## Task brief
Lines containing the word "struct" are to be copied from the data below.
§ §
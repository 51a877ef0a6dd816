//! PSOCK wire format.
//!
//! All fields are little-endian and packed without padding.

use byteorder::{ReadBytesExt, WriteBytesExt, LE};
use std::io::{Cursor, Result};

/// Magic value identifying PSOCK messages.
pub const MAGIC: u32 = 0x58415054;

/// Command codes carried in [`Header::cmd`].
///
/// The bridge forwards them without interpretation.
pub mod cmd {
    /// Connect to a remote endpoint.
    pub const CONNECT: u32 = 1;
    /// Send data.
    pub const SEND: u32 = 2;
    /// Receive data.
    pub const RECV: u32 = 3;
    /// Disconnect from the remote endpoint.
    pub const DISCONNECT: u32 = 4;
}

/// Request header sent by the client.
#[derive(Debug, Clone, Copy, PartialEq, Eq, Default)]
pub struct Header {
    /// Protocol magic, must equal [`MAGIC`].
    pub magic: u32,
    /// Message type.
    pub msg_type: u8,
    /// Platform dependent tag.
    pub sysdep: u8,
    /// Sub-header.
    pub subhdr: u16,
    /// Command code, see [`cmd`].
    pub cmd: u32,
    /// Length of the payload following the header.
    pub len: u32,
}

impl Header {
    /// Size of the encoded header.
    pub const SIZE: usize = 16;

    /// Creates a header with valid magic.
    pub fn new(cmd: u32, len: u32) -> Self {
        Self { magic: MAGIC, cmd, len, ..Default::default() }
    }

    /// Whether the magic is valid.
    pub fn is_valid(&self) -> bool {
        self.magic == MAGIC
    }

    /// Parses a header.
    pub fn parse(data: &[u8; Self::SIZE]) -> Self {
        let mut c = Cursor::new(&data[..]);
        Self::read(&mut c).unwrap_or_default()
    }

    fn read(c: &mut Cursor<&[u8]>) -> Result<Self> {
        Ok(Self {
            magic: c.read_u32::<LE>()?,
            msg_type: c.read_u8()?,
            sysdep: c.read_u8()?,
            subhdr: c.read_u16::<LE>()?,
            cmd: c.read_u32::<LE>()?,
            len: c.read_u32::<LE>()?,
        })
    }

    /// Encodes the header.
    pub fn to_bytes(&self) -> [u8; Self::SIZE] {
        let mut data = [0; Self::SIZE];
        let mut c = Cursor::new(&mut data[..]);
        // Writing into a buffer of the exact size cannot fail.
        let _ = self.write(&mut c);
        data
    }

    fn write(&self, c: &mut Cursor<&mut [u8]>) -> Result<()> {
        c.write_u32::<LE>(self.magic)?;
        c.write_u8(self.msg_type)?;
        c.write_u8(self.sysdep)?;
        c.write_u16::<LE>(self.subhdr)?;
        c.write_u32::<LE>(self.cmd)?;
        c.write_u32::<LE>(self.len)?;
        Ok(())
    }
}

/// Acknowledgment header sent by the USB host.
#[derive(Debug, Clone, Copy, PartialEq, Eq, Default)]
pub struct Ack {
    /// Protocol magic, must equal [`MAGIC`].
    pub magic: u32,
    /// Message type.
    pub msg_type: u8,
    /// Platform dependent tag.
    pub sysdep: u8,
    /// Sub-header.
    pub subhdr: u16,
    /// Command code of the acknowledged request.
    pub cmd: u32,
    /// Status code.
    pub ack: u32,
    /// Length of the payload following the ack.
    pub len: u32,
}

impl Ack {
    /// Size of the encoded ack.
    pub const SIZE: usize = 20;

    /// Creates an ack with valid magic.
    pub fn new(cmd: u32, ack: u32, len: u32) -> Self {
        Self { magic: MAGIC, cmd, ack, len, ..Default::default() }
    }

    /// Whether the magic is valid.
    pub fn is_valid(&self) -> bool {
        self.magic == MAGIC
    }

    /// Parses an ack.
    pub fn parse(data: &[u8; Self::SIZE]) -> Self {
        let mut c = Cursor::new(&data[..]);
        Self::read(&mut c).unwrap_or_default()
    }

    fn read(c: &mut Cursor<&[u8]>) -> Result<Self> {
        Ok(Self {
            magic: c.read_u32::<LE>()?,
            msg_type: c.read_u8()?,
            sysdep: c.read_u8()?,
            subhdr: c.read_u16::<LE>()?,
            cmd: c.read_u32::<LE>()?,
            ack: c.read_u32::<LE>()?,
            len: c.read_u32::<LE>()?,
        })
    }

    /// Encodes the ack.
    pub fn to_bytes(&self) -> [u8; Self::SIZE] {
        let mut data = [0; Self::SIZE];
        let mut c = Cursor::new(&mut data[..]);
        let _ = self.write(&mut c);
        data
    }

    fn write(&self, c: &mut Cursor<&mut [u8]>) -> Result<()> {
        c.write_u32::<LE>(self.magic)?;
        c.write_u8(self.msg_type)?;
        c.write_u8(self.sysdep)?;
        c.write_u16::<LE>(self.subhdr)?;
        c.write_u32::<LE>(self.cmd)?;
        c.write_u32::<LE>(self.ack)?;
        c.write_u32::<LE>(self.len)?;
        Ok(())
    }
}
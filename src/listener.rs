//! Local Unix stream socket listener serving one client at a time.

use std::{
    fs,
    io::{self, ErrorKind, Read, Result},
    os::{
        fd::AsFd,
        unix::net::{UnixListener, UnixStream},
    },
    path::{Path, PathBuf},
    time::Duration,
};

use crate::{CancelToken, Wait};

/// Listen backlog; a bridge serves exactly one client at a time.
const BACKLOG: i32 = 1;

/// Listener bound to a filesystem path.
///
/// The socket file is removed when the listener is dropped.
#[derive(Debug)]
pub struct LocalListener {
    listener: UnixListener,
    path: PathBuf,
}

impl LocalListener {
    /// Binds to `path`, removing a stale socket file left there beforehand.
    pub fn bind(path: impl AsRef<Path>) -> Result<Self> {
        let path = path.as_ref();
        match fs::remove_file(path) {
            Ok(()) => log::debug!("removed stale socket {}", path.display()),
            Err(err) if err.kind() == ErrorKind::NotFound => (),
            Err(err) => return Err(err),
        }

        let listener = UnixListener::bind(path)?;
        rustix::net::listen(&listener, BACKLOG)?;
        listener.set_nonblocking(true)?;

        log::info!("listening on {}", path.display());
        Ok(Self { listener, path: path.to_path_buf() })
    }

    /// Path of the socket file.
    pub fn path(&self) -> &Path {
        &self.path
    }

    /// Waits up to `timeout` for a client to connect.
    ///
    /// Returns `Ok(None)` if no client connected within the timeout or cancellation
    /// was requested. The returned stream is in blocking mode.
    pub fn accept(&self, cancel: &CancelToken, timeout: Duration) -> Result<Option<UnixStream>> {
        match self.listener.accept() {
            Ok((stream, _)) => return Self::accepted(stream).map(Some),
            Err(err) if err.kind() == ErrorKind::WouldBlock => (),
            Err(err) => return Err(err),
        }

        match cancel.wait_readable(self.listener.as_fd(), Some(timeout))? {
            Wait::Ready => (),
            Wait::Cancelled | Wait::TimedOut => return Ok(None),
        }

        match self.listener.accept() {
            Ok((stream, _)) => Self::accepted(stream).map(Some),
            Err(err) if err.kind() == ErrorKind::WouldBlock => Ok(None),
            Err(err) => Err(err),
        }
    }

    fn accepted(stream: UnixStream) -> Result<UnixStream> {
        stream.set_nonblocking(false)?;
        log::debug!("client connected");
        Ok(stream)
    }
}

impl Drop for LocalListener {
    fn drop(&mut self) {
        match fs::remove_file(&self.path) {
            Ok(()) => log::debug!("removed socket {}", self.path.display()),
            Err(err) if err.kind() == ErrorKind::NotFound => (),
            Err(err) => log::warn!("cannot remove socket {}: {err}", self.path.display()),
        }
    }
}

/// Outcome of [`recv_exact`].
#[derive(Debug, Clone, Copy, PartialEq, Eq)]
pub enum RecvStatus {
    /// The buffer was filled.
    Complete,
    /// The client closed the connection before sending anything.
    Closed,
    /// Cancellation was requested.
    Cancelled,
}

/// Receives exactly `buf.len()` bytes from a blocking stream, observing cancellation.
///
/// A connection closed after part of the buffer was received fails with
/// [`ErrorKind::UnexpectedEof`].
pub fn recv_exact(stream: &mut UnixStream, buf: &mut [u8], cancel: &CancelToken) -> Result<RecvStatus> {
    let mut pos = 0;
    while pos < buf.len() {
        match cancel.wait_readable(stream.as_fd(), None)? {
            Wait::Ready => (),
            Wait::Cancelled => return Ok(RecvStatus::Cancelled),
            Wait::TimedOut => continue,
        }

        match stream.read(&mut buf[pos..]) {
            Ok(0) if pos == 0 => return Ok(RecvStatus::Closed),
            Ok(0) => {
                return Err(io::Error::new(
                    ErrorKind::UnexpectedEof,
                    format!("connection closed after {pos} of {} bytes", buf.len()),
                ))
            }
            Ok(n) => pos += n,
            Err(err) if err.kind() == ErrorKind::Interrupted => (),
            Err(err) => return Err(err),
        }
    }
    Ok(RecvStatus::Complete)
}

#[cfg(test)]
mod test {
    use std::{
        io::{ErrorKind, Write},
        os::unix::net::UnixStream,
        time::{Duration, Instant},
    };

    use super::{recv_exact, LocalListener, RecvStatus};
    use crate::CancelToken;

    #[test]
    fn bind_replaces_stale_socket_and_removes_on_drop() {
        let dir = tempfile::tempdir().unwrap();
        let path = dir.path().join("sock");
        std::fs::write(&path, b"stale").unwrap();

        let listener = LocalListener::bind(&path).unwrap();
        let cancel = CancelToken::new().unwrap();
        assert!(listener.accept(&cancel, Duration::from_millis(10)).unwrap().is_none());

        let _client = UnixStream::connect(&path).unwrap();
        assert!(listener.accept(&cancel, Duration::from_secs(5)).unwrap().is_some());

        drop(listener);
        assert!(!path.exists());
    }

    #[test]
    fn accept_returns_on_cancel() {
        let dir = tempfile::tempdir().unwrap();
        let listener = LocalListener::bind(dir.path().join("sock")).unwrap();
        let cancel = CancelToken::new().unwrap();
        cancel.cancel();

        let start = Instant::now();
        assert!(listener.accept(&cancel, Duration::from_secs(10)).unwrap().is_none());
        assert!(start.elapsed() < Duration::from_secs(1));
    }

    #[test]
    fn recv_exact_statuses() {
        let cancel = CancelToken::new().unwrap();
        let (mut a, mut b) = UnixStream::pair().unwrap();

        a.write_all(b"abcd").unwrap();
        let mut buf = [0; 4];
        assert_eq!(recv_exact(&mut b, &mut buf, &cancel).unwrap(), RecvStatus::Complete);
        assert_eq!(&buf, b"abcd");

        a.write_all(b"ab").unwrap();
        drop(a);
        let err = recv_exact(&mut b, &mut buf, &cancel).unwrap_err();
        assert_eq!(err.kind(), ErrorKind::UnexpectedEof);

        let (a, mut b) = UnixStream::pair().unwrap();
        drop(a);
        assert_eq!(recv_exact(&mut b, &mut buf, &cancel).unwrap(), RecvStatus::Closed);

        let (_a, mut b) = UnixStream::pair().unwrap();
        cancel.cancel();
        assert_eq!(recv_exact(&mut b, &mut buf, &cancel).unwrap(), RecvStatus::Cancelled);
    }
}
§ §
## Solution
pub struct Header {
pub struct Ack {
pub struct LocalListener {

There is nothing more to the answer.